• [WORK ORDER]: Could you copy each line of the listing that holds "relative"?

• [DATA PROVIDED]:
//! Engine tests against the in-memory remote.
//!
//! Local trees live in temp directories; the remote side is an
//! `InMemoryRemote` speaking the same command/scp protocol as a real host.

use std::path::{Path, PathBuf};
use std::sync::Arc;
use std::time::Duration;

use mirror_core::{
    EngineOptions, InMemoryRemote, RemoteTransport, SyncCause, SyncEngine, SyncRoot, WatchEvent,
};
use tempfile::TempDir;
use tokio::sync::{mpsc, watch};
use tokio::time::timeout;

// ============================================================================
// Helpers
// ============================================================================

struct Fixture {
    _dir: TempDir,
    local: PathBuf,
    remote: Arc<InMemoryRemote>,
}

impl Fixture {
    fn new() -> Self {
        let dir = TempDir::new().expect("Failed to create temp dir");
        let local = dir.path().canonicalize().expect("Failed to canonicalize temp dir");
        Self {
            _dir: dir,
            local,
            remote: Arc::new(InMemoryRemote::new()),
        }
    }

    fn engine(&self, options: EngineOptions) -> SyncEngine {
        let transport: Arc<dyn RemoteTransport> = self.remote.clone();
        SyncEngine::new(transport, SyncRoot::new(&self.local, "/remote"), options)
    }

    fn write(&self, relative: &str, content: &[u8]) -> PathBuf {
        let path = self.local.join(relative);
        if let Some(parent) = path.parent() {
            std::fs::create_dir_all(parent).expect("Failed to create parent dir");
        }
        std::fs::write(&path, content).expect("Failed to write file");
        path
    }

    fn path(&self, relative: &str) -> PathBuf {
        self.local.join(relative)
    }
}

/// Feed events through the full run loop and wait for it to finish.
async fn run_events(engine: &mut SyncEngine, events: Vec<WatchEvent>) {
    let (tx, mut rx) = mpsc::unbounded_channel();
    for event in events {
        tx.send(event).unwrap();
    }
    drop(tx);

    let (_shutdown_tx, shutdown_rx) = watch::channel(false);
    timeout(Duration::from_secs(10), engine.run(&mut rx, shutdown_rx))
        .await
        .expect("Sync loop did not finish");
}

fn skip_initial() -> EngineOptions {
    EngineOptions {
        skip_initial_sync: true,
        ..Default::default()
    }
}

// ============================================================================
// Initial sync
// ============================================================================

#[tokio::test]
async fn test_initial_sync_skips_hidden_entries() {
    let fx = Fixture::new();
    fx.write("a.txt", b"alpha");
    fx.write(".hidden/x", b"secret");
    fx.write("sub/b.txt", b"bravo");

    let mut engine = fx.engine(EngineOptions::default());
    run_events(&mut engine, vec![]).await;

    assert_eq!(fx.remote.files(), vec!["/remote/a.txt", "/remote/sub/b.txt"]);
    assert_eq!(fx.remote.read("/remote/a.txt").unwrap(), b"alpha");
    assert_eq!(fx.remote.read("/remote/sub/b.txt").unwrap(), b"bravo");
    assert_eq!(fx.remote.mode("/remote/a.txt"), Some(0o755));
    assert_eq!(engine.stats().synced, 2);
}

#[tokio::test]
async fn test_skip_initial_sync() {
    let fx = Fixture::new();
    fx.write("a.txt", b"alpha");

    let mut engine = fx.engine(skip_initial());
    run_events(&mut engine, vec![]).await;

    assert!(fx.remote.files().is_empty());
}

#[tokio::test]
async fn test_initial_sync_runs_before_queued_events() {
    let fx = Fixture::new();
    fx.write("a.txt", b"from walk");
    let a = fx.path("a.txt");

    // A removal queued while the walk was in progress must apply after it.
    let mut engine = fx.engine(EngineOptions::default());
    run_events(&mut engine, vec![WatchEvent::remove(&a)]).await;

    assert!(fx.remote.read("/remote/a.txt").is_none());
}

// ============================================================================
// Steady state
// ============================================================================

#[tokio::test]
async fn test_write_pushes_latest_content() {
    let fx = Fixture::new();
    let mut engine = fx.engine(skip_initial());

    let a = fx.write("notes/a.txt", b"one");
    engine.apply(&WatchEvent::create(&a)).await.unwrap();
    fx.write("notes/a.txt", b"two, longer");
    engine.apply(&WatchEvent::write(&a)).await.unwrap();

    assert_eq!(fx.remote.read("/remote/notes/a.txt").unwrap(), b"two, longer");
}

#[tokio::test]
async fn test_event_order_is_preserved() {
    let fx = Fixture::new();
    let a = fx.write("a.txt", b"content");
    let mut engine = fx.engine(skip_initial());

    run_events(
        &mut engine,
        vec![WatchEvent::write(&a), WatchEvent::write(&a), WatchEvent::remove(&a)],
    )
    .await;

    assert!(fx.remote.read("/remote/a.txt").is_none());
    assert_eq!(engine.stats().synced, 2);
    assert_eq!(engine.stats().removed, 1);
}

#[tokio::test]
async fn test_failure_does_not_stop_loop() {
    let fx = Fixture::new();
    let b = fx.write("b.txt", b"bad");
    let c = fx.write("c.txt", b"good");
    fx.remote.fail_pushes_to("/remote/b.txt");

    let mut engine = fx.engine(skip_initial());
    run_events(&mut engine, vec![WatchEvent::write(&b), WatchEvent::write(&c)]).await;

    assert!(fx.remote.read("/remote/b.txt").is_none());
    assert_eq!(fx.remote.read("/remote/c.txt").unwrap(), b"good");
    assert_eq!(engine.stats().failed, 1);
    assert_eq!(engine.stats().synced, 1);
}

#[tokio::test]
async fn test_transfer_error_names_paths() {
    let fx = Fixture::new();
    let b = fx.write("b.txt", b"bad");
    fx.remote.fail_pushes_to("/remote/b.txt");

    let mut engine = fx.engine(skip_initial());
    let err = engine.apply(&WatchEvent::write(&b)).await.unwrap_err();

    assert_eq!(err.path, b);
    assert_eq!(err.remote, "/remote/b.txt");
    assert!(matches!(err.cause, SyncCause::Transfer(_)));
    let message = err.to_string();
    assert!(message.contains("b.txt"));
    assert!(message.contains("Permission denied"));
}

#[tokio::test]
async fn test_rename_as_single_event() {
    let fx = Fixture::new();
    let old = fx.write("old.txt", b"moving");
    let mut engine = fx.engine(skip_initial());
    engine.apply(&WatchEvent::create(&old)).await.unwrap();

    let new = fx.path("new.txt");
    std::fs::rename(&old, &new).unwrap();
    engine.apply(&WatchEvent::rename(&old, &new)).await.unwrap();

    assert!(fx.remote.read("/remote/old.txt").is_none());
    assert_eq!(fx.remote.read("/remote/new.txt").unwrap(), b"moving");
}

#[tokio::test]
async fn test_rename_as_remove_create_pair() {
    let fx = Fixture::new();
    let old = fx.write("old.txt", b"moving");
    let mut engine = fx.engine(skip_initial());
    engine.apply(&WatchEvent::create(&old)).await.unwrap();

    let new = fx.path("new.txt");
    std::fs::rename(&old, &new).unwrap();
    run_events(&mut engine, vec![WatchEvent::remove(&old), WatchEvent::create(&new)]).await;

    assert!(fx.remote.read("/remote/old.txt").is_none());
    assert_eq!(fx.remote.read("/remote/new.txt").unwrap(), b"moving");
}

#[tokio::test]
async fn test_remove_directory_removes_subtree() {
    let fx = Fixture::new();
    let file = fx.write("dir/inner/f.txt", b"f");
    let mut engine = fx.engine(skip_initial());
    engine.apply(&WatchEvent::create(&file)).await.unwrap();

    std::fs::remove_dir_all(fx.path("dir")).unwrap();
    engine.apply(&WatchEvent::remove(fx.path("dir"))).await.unwrap();

    assert!(fx.remote.files().is_empty());
    assert!(!fx.remote.is_dir("/remote/dir"));
}

#[tokio::test]
async fn test_vanished_file_is_skipped() {
    let fx = Fixture::new();
    let mut engine = fx.engine(skip_initial());

    engine
        .apply(&WatchEvent::write(fx.path("gone.txt")))
        .await
        .expect("a file deleted before its write event is not an error");
    assert!(fx.remote.files().is_empty());
}

#[tokio::test]
async fn test_event_outside_root_is_reported() {
    let fx = Fixture::new();
    let mut engine = fx.engine(skip_initial());

    let err = engine
        .apply(&WatchEvent::write(Path::new("/definitely/elsewhere.txt")))
        .await
        .unwrap_err();
    assert!(matches!(err.cause, SyncCause::Path(_)));
}

// ============================================================================
// Remote helpers and transport
// ============================================================================

#[tokio::test]
async fn test_ensure_remote_dir_is_idempotent() {
    let fx = Fixture::new();
    let engine = fx.engine(skip_initial());

    engine.ensure_remote_dir("/remote/a/b").await.unwrap();
    engine.ensure_remote_dir("/remote/a/b").await.unwrap();
    assert!(fx.remote.is_dir("/remote/a/b"));
}

#[tokio::test]
async fn test_remote_paths_are_quoted() {
    let fx = Fixture::new();
    let file = fx.write("with space/it's.txt", b"q");
    let mut engine = fx.engine(skip_initial());

    engine.apply(&WatchEvent::create(&file)).await.unwrap();
    assert_eq!(fx.remote.read("/remote/with space/it's.txt").unwrap(), b"q");
}

#[tokio::test]
async fn test_mapping_is_stable_across_syncs() {
    let fx = Fixture::new();
    let a = fx.write("a.txt", b"a");
    let b = fx.write("b.txt", b"b");
    let mut engine = fx.engine(skip_initial());

    let before = engine.remote_path(&a).unwrap();
    engine.apply(&WatchEvent::create(&b)).await.unwrap();
    engine.apply(&WatchEvent::create(&a)).await.unwrap();
    assert_eq!(engine.remote_path(&a).unwrap(), before);
    assert_eq!(before, "/remote/a.txt");
}

#[tokio::test]
async fn test_closed_transport_is_recoverable_per_file() {
    let fx = Fixture::new();
    let a = fx.write("a.txt", b"a");
    let mut engine = fx.engine(skip_initial());

    fx.remote.close().await.unwrap();
    let err = engine.apply(&WatchEvent::write(&a)).await.unwrap_err();
    assert!(matches!(err.cause, SyncCause::Transport(_)));
}

#[tokio::test]
async fn test_shutdown_stops_loop() {
    let fx = Fixture::new();
    let a = fx.write("a.txt", b"a");
    let mut engine = fx.engine(skip_initial());

    let (tx, mut rx) = mpsc::unbounded_channel();
    let (shutdown_tx, shutdown_rx) = watch::channel(false);
    shutdown_tx.send(true).unwrap();
    tx.send(WatchEvent::write(&a)).unwrap();

    timeout(Duration::from_secs(5), engine.run(&mut rx, shutdown_rx))
        .await
        .expect("Sync loop ignored shutdown");
    assert!(fx.remote.files().is_empty());
    drop(tx);
}

#[tokio::test]
async fn test_engine_runs_on_its_own_task() {
    let fx = Fixture::new();
    let mut engine = fx.engine(skip_initial());
    let a = fx.write("a.txt", b"spawned");

    let (tx, mut rx) = mpsc::unbounded_channel();
    let (shutdown_tx, shutdown_rx) = watch::channel(false);
    let handle = tokio::spawn(async move { engine.run(&mut rx, shutdown_rx).await });

    tx.send(WatchEvent::write(&a)).unwrap();
    let remote = fx.remote.clone();
    timeout(Duration::from_secs(5), async {
        while remote.read("/remote/a.txt").is_none() {
            tokio::time::sleep(Duration::from_millis(20)).await;
        }
    })
    .await
    .expect("Spawned sync loop did not apply the event");

    shutdown_tx.send_replace(true);
    let stats = timeout(Duration::from_secs(5), handle)
        .await
        .expect("Sync loop ignored shutdown")
        .expect("Sync task panicked");
    assert_eq!(stats.synced, 1);
}

#[tokio::test]
async fn test_commands_issued_per_push() {
    let fx = Fixture::new();
    let a = fx.write("sub/a.txt", b"a");
    let mut engine = fx.engine(skip_initial());

    engine.apply(&WatchEvent::create(&a)).await.unwrap();
    assert_eq!(
        fx.remote.commands(),
        vec!["mkdir -p /remote/sub", "scp -qt /remote/sub"]
    );
}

• [SOLUTION FOR THIS EXERCISE]:
    fn write(&self, relative: &str, content: &[u8]) -> PathBuf {
        let path = self.local.join(relative);
    fn path(&self, relative: &str) -> PathBuf {
        self.local.join(relative)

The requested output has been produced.